§ **EXERCISE DESCRIPTION**:
With both ends included, transcribe exactly the records below from their first line to the line that contains "over one dataset".

§ **TASK DATA**:
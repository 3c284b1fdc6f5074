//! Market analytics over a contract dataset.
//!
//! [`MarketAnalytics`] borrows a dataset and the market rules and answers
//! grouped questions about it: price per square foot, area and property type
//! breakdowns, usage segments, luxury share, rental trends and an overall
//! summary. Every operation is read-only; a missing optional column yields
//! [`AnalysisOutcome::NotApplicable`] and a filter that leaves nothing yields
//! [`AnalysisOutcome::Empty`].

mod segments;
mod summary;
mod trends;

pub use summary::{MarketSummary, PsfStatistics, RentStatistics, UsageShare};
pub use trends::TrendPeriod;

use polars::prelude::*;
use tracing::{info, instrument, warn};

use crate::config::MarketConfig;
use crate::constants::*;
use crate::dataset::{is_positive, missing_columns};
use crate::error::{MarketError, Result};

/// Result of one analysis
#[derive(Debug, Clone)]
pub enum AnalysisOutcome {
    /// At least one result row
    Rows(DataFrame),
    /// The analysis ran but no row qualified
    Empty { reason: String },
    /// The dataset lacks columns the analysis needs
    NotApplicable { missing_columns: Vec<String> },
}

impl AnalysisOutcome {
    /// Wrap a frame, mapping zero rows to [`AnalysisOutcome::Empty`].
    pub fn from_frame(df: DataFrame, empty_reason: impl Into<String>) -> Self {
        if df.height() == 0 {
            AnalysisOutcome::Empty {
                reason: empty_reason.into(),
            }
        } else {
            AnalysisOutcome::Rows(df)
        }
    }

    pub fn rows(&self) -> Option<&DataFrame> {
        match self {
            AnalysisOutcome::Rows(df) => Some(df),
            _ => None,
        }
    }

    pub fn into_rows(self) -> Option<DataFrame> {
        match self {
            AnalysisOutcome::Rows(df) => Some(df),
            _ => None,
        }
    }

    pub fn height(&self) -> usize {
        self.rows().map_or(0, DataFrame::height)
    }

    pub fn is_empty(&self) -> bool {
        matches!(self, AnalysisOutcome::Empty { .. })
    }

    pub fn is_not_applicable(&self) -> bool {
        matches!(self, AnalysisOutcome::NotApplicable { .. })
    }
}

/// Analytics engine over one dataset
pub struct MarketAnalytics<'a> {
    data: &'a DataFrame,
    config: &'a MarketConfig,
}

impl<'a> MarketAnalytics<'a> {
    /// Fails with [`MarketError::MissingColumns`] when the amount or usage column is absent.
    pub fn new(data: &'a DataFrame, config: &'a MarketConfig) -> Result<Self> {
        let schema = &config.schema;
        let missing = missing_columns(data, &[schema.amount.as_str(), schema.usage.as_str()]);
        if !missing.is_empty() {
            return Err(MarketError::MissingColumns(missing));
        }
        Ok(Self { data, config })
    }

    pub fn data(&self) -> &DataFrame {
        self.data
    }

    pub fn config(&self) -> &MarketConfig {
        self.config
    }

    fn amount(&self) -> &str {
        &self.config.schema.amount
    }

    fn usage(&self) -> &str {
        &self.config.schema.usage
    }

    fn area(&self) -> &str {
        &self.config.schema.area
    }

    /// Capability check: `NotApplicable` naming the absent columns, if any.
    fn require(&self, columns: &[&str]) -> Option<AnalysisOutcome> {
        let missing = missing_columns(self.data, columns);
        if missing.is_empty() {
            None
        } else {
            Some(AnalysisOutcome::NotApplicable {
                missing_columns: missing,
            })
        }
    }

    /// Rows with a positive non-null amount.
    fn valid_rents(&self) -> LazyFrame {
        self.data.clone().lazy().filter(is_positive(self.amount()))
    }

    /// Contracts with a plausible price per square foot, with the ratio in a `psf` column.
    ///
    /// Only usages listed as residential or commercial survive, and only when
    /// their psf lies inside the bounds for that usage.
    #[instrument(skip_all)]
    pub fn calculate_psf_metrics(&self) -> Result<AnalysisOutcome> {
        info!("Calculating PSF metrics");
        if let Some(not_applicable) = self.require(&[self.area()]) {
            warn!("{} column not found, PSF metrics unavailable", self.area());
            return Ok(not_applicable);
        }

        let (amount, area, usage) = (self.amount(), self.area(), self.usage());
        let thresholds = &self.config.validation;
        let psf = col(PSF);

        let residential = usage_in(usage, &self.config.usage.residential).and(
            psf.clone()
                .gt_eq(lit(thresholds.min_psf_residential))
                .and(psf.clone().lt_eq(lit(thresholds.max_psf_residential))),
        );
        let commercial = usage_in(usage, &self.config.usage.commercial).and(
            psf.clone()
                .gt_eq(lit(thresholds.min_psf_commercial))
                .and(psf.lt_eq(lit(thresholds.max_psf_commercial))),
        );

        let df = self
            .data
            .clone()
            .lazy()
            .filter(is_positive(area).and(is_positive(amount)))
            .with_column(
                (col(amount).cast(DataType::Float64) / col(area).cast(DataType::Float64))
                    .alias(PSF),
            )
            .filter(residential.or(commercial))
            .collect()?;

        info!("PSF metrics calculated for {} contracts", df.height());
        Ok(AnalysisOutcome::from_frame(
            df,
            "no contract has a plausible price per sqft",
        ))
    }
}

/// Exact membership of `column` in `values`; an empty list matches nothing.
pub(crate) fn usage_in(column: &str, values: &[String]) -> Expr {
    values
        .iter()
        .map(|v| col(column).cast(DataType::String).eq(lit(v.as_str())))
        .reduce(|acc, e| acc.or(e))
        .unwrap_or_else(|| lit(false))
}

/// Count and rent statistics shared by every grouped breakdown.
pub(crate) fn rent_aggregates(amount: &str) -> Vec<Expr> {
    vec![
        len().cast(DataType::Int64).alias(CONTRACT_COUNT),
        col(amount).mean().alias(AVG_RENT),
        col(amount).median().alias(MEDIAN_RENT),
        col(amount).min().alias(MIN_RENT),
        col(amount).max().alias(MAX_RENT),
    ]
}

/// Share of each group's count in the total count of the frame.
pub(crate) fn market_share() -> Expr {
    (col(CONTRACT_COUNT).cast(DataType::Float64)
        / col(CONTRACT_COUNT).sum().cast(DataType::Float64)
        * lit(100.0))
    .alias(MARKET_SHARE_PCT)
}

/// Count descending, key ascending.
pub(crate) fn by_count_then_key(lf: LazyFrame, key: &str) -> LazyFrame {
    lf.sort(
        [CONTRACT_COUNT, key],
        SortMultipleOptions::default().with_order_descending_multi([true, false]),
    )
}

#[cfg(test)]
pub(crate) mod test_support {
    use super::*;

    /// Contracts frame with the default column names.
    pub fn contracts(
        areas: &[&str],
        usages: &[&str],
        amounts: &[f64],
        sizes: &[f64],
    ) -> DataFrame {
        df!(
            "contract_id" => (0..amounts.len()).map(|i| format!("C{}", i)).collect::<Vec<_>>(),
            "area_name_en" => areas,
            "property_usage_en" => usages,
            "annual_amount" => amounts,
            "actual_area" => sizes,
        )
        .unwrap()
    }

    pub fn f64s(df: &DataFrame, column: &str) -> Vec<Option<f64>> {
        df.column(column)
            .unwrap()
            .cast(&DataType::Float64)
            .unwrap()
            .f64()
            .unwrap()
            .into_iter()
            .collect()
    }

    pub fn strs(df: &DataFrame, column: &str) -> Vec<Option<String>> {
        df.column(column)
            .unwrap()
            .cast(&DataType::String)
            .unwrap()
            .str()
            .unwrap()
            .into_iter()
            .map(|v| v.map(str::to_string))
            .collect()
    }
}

§ **EXERCISE OUTPUT**:
repository 3c284b1fdc6f5074
//! Market analytics over a contract dataset.
//!
//! [`MarketAnalytics`] borrows a dataset and the market rules and answers
//! grouped questions about it: price per square foot, area and property type
//! breakdowns, usage segments, luxury share, rental trends and an overall
//! summary. Every operation is read-only; a missing optional column yields
//! [`AnalysisOutcome::NotApplicable`] and a filter that leaves nothing yields
//! [`AnalysisOutcome::Empty`].

mod segments;
mod summary;
mod trends;

pub use summary::{MarketSummary, PsfStatistics, RentStatistics, UsageShare};
pub use trends::TrendPeriod;

use polars::prelude::*;
use tracing::{info, instrument, warn};

use crate::config::MarketConfig;
use crate::constants::*;
use crate::dataset::{is_positive, missing_columns};
use crate::error::{MarketError, Result};

/// Result of one analysis
#[derive(Debug, Clone)]
pub enum AnalysisOutcome {
    /// At least one result row
    Rows(DataFrame),
    /// The analysis ran but no row qualified
    Empty { reason: String },
    /// The dataset lacks columns the analysis needs
    NotApplicable { missing_columns: Vec<String> },
}

impl AnalysisOutcome {
    /// Wrap a frame, mapping zero rows to [`AnalysisOutcome::Empty`].
    pub fn from_frame(df: DataFrame, empty_reason: impl Into<String>) -> Self {
        if df.height() == 0 {
            AnalysisOutcome::Empty {
                reason: empty_reason.into(),
            }
        } else {
            AnalysisOutcome::Rows(df)
        }
    }

    pub fn rows(&self) -> Option<&DataFrame> {
        match self {
            AnalysisOutcome::Rows(df) => Some(df),
            _ => None,
        }
    }

    pub fn into_rows(self) -> Option<DataFrame> {
        match self {
            AnalysisOutcome::Rows(df) => Some(df),
            _ => None,
        }
    }

    pub fn height(&self) -> usize {
        self.rows().map_or(0, DataFrame::height)
    }

    pub fn is_empty(&self) -> bool {
        matches!(self, AnalysisOutcome::Empty { .. })
    }

    pub fn is_not_applicable(&self) -> bool {
        matches!(self, AnalysisOutcome::NotApplicable { .. })
    }
}

/// Analytics engine over one dataset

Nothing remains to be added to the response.